## [Your assignment]
Your answer should be every line of the records that contains the word "input".
======== Supplied data
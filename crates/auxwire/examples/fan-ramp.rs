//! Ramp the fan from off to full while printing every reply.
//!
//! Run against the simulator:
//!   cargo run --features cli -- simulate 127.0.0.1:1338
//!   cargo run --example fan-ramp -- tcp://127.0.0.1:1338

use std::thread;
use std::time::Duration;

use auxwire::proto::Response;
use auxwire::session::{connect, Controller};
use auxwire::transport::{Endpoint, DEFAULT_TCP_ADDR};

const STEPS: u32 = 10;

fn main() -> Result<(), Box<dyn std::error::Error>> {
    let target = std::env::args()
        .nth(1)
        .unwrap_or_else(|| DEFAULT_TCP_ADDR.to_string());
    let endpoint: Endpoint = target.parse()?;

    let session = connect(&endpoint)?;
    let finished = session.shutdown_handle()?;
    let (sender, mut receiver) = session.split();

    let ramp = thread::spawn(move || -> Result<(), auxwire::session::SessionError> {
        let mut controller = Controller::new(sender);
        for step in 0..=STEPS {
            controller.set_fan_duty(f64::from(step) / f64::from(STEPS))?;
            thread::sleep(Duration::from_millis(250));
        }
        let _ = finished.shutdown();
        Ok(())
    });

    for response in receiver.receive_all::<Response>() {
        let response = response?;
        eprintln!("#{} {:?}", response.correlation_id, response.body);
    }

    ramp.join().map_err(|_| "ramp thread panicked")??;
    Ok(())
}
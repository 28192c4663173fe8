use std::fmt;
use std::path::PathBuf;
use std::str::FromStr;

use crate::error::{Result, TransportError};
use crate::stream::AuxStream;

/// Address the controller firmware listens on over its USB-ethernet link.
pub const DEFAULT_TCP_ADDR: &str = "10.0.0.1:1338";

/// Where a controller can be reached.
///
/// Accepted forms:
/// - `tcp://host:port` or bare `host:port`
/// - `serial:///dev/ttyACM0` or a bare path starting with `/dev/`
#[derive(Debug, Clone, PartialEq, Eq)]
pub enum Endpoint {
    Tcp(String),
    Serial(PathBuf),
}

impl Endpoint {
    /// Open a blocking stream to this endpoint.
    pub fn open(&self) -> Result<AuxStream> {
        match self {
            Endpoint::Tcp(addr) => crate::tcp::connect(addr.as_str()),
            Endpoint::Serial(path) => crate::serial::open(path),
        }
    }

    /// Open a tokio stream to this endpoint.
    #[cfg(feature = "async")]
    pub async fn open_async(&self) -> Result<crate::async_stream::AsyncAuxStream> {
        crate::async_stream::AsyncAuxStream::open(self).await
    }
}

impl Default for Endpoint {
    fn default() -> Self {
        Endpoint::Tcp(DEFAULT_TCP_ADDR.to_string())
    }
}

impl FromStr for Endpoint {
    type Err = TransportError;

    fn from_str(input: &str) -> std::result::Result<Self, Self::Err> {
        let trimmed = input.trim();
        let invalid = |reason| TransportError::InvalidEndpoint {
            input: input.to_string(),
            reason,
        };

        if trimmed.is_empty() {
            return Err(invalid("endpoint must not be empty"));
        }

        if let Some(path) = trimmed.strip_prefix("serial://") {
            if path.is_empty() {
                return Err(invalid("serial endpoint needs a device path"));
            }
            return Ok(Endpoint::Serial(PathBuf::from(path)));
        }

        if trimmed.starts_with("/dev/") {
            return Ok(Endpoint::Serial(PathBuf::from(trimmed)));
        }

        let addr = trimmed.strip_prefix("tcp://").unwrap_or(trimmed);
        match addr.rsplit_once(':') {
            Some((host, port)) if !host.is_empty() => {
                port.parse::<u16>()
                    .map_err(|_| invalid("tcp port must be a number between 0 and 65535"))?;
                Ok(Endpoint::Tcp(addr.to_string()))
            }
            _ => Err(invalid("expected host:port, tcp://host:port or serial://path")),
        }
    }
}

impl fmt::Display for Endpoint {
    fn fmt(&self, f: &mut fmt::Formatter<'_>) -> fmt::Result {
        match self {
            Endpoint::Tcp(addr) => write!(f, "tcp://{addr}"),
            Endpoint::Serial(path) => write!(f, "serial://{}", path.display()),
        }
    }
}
================
## [Output below]
    fn from_str(input: &str) -> std::result::Result<Self, Self::Err> {
        let trimmed = input.trim();
            input: input.to_string(),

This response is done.